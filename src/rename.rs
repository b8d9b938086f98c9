use crate::types::{ExecutionReport, PlannedRename, RenameOutcome, RenamePlan, ReservedNumbers};
use std::fs;
use std::path::Path;

/// Whether anything (including a dangling symlink) already sits at `path`.
fn occupied(path: &Path) -> bool {
    fs::symlink_metadata(path).is_ok()
}

/// Rename a single planned entry, re-checking the target right before the move.
///
/// A skipped entry's number is inserted into `reserved`, so the set stays
/// complete for plans that were not built by [`build_plan`](crate::build_plan)
/// and for callers that plan again after executing.
pub fn execute_one(entry: PlannedRename, reserved: &mut ReservedNumbers) -> RenameOutcome {
    let target = entry.target_path();
    if occupied(&target) {
        tracing::warn!(
            file = %entry.source.name,
            target = %entry.target_name,
            "target already exists; skipping"
        );
        reserved.insert(entry.target_number);
        return RenameOutcome::Skipped(entry);
    }

    match fs::rename(&entry.source.path, &target) {
        Ok(()) => {
            tracing::debug!(from = %entry.source.name, to = %entry.target_name, "renamed");
            RenameOutcome::Renamed(entry)
        }
        Err(error) => {
            tracing::warn!(file = %entry.source.name, error = %error, "rename failed");
            RenameOutcome::Failed { entry, error }
        }
    }
}

/// Execute every entry of `plan` in order. Per-file problems are recorded in
/// the report and never stop the batch.
pub fn execute_plan(plan: RenamePlan, reserved: &mut ReservedNumbers) -> ExecutionReport {
    execute_plan_with(plan, reserved, |_| {})
}

/// Like [`execute_plan`], calling `on_outcome` as soon as each entry is done.
pub fn execute_plan_with(
    plan: RenamePlan,
    reserved: &mut ReservedNumbers,
    mut on_outcome: impl FnMut(&RenameOutcome),
) -> ExecutionReport {
    let mut report = ExecutionReport::default();
    for entry in plan.entries {
        let outcome = execute_one(entry, reserved);
        on_outcome(&outcome);
        report.outcomes.push(outcome);
    }
    tracing::debug!(
        renamed = report.renamed(),
        skipped = report.skipped(),
        failed = report.failed(),
        "executed plan"
    );
    report
}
+ + +
_Work instructions:_ Please write out the entries above in full, exactly as they read.

_Written reply:_
filename src/rename.rs
repository b8d9b938086f98c9
use crate::types::{ExecutionReport, PlannedRename, RenameOutcome, RenamePlan, ReservedNumbers};
use std::fs;
use std::path::Path;

/// Whether anything (including a dangling symlink) already sits at `path`.
fn occupied(path: &Path) -> bool {
    fs::symlink_metadata(path).is_ok()
}

/// Rename a single planned entry, re-checking the target right before the move.
///
/// A skipped entry's number is inserted into `reserved`, so the set stays
/// complete for plans that were not built by [`build_plan`](crate::build_plan)
/// and for callers that plan again after executing.
pub fn execute_one(entry: PlannedRename, reserved: &mut ReservedNumbers) -> RenameOutcome {
    let target = entry.target_path();
    if occupied(&target) {
        tracing::warn!(
            file = %entry.source.name,
            target = %entry.target_name,
            "target already exists; skipping"
        );
        reserved.insert(entry.target_number);
        return RenameOutcome::Skipped(entry);
    }

    match fs::rename(&entry.source.path, &target) {
        Ok(()) => {
            tracing::debug!(from = %entry.source.name, to = %entry.target_name, "renamed");
            RenameOutcome::Renamed(entry)
        }
        Err(error) => {
            tracing::warn!(file = %entry.source.name, error = %error, "rename failed");
            RenameOutcome::Failed { entry, error }
        }
    }
}

/// Execute every entry of `plan` in order. Per-file problems are recorded in
/// the report and never stop the batch.
pub fn execute_plan(plan: RenamePlan, reserved: &mut ReservedNumbers) -> ExecutionReport {
    execute_plan_with(plan, reserved, |_| {})
}

/// Like [`execute_plan`], calling `on_outcome` as soon as each entry is done.
pub fn execute_plan_with(
    plan: RenamePlan,
    reserved: &mut ReservedNumbers,
    mut on_outcome: impl FnMut(&RenameOutcome),
) -> ExecutionReport {
    let mut report = ExecutionReport::default();
    for entry in plan.entries {
        let outcome = execute_one(entry, reserved);
        on_outcome(&outcome);
        report.outcomes.push(outcome);
    }
    tracing::debug!(
        renamed = report.renamed(),
        skipped = report.skipped(),
        failed = report.failed(),
        "executed plan"
    );
    report
}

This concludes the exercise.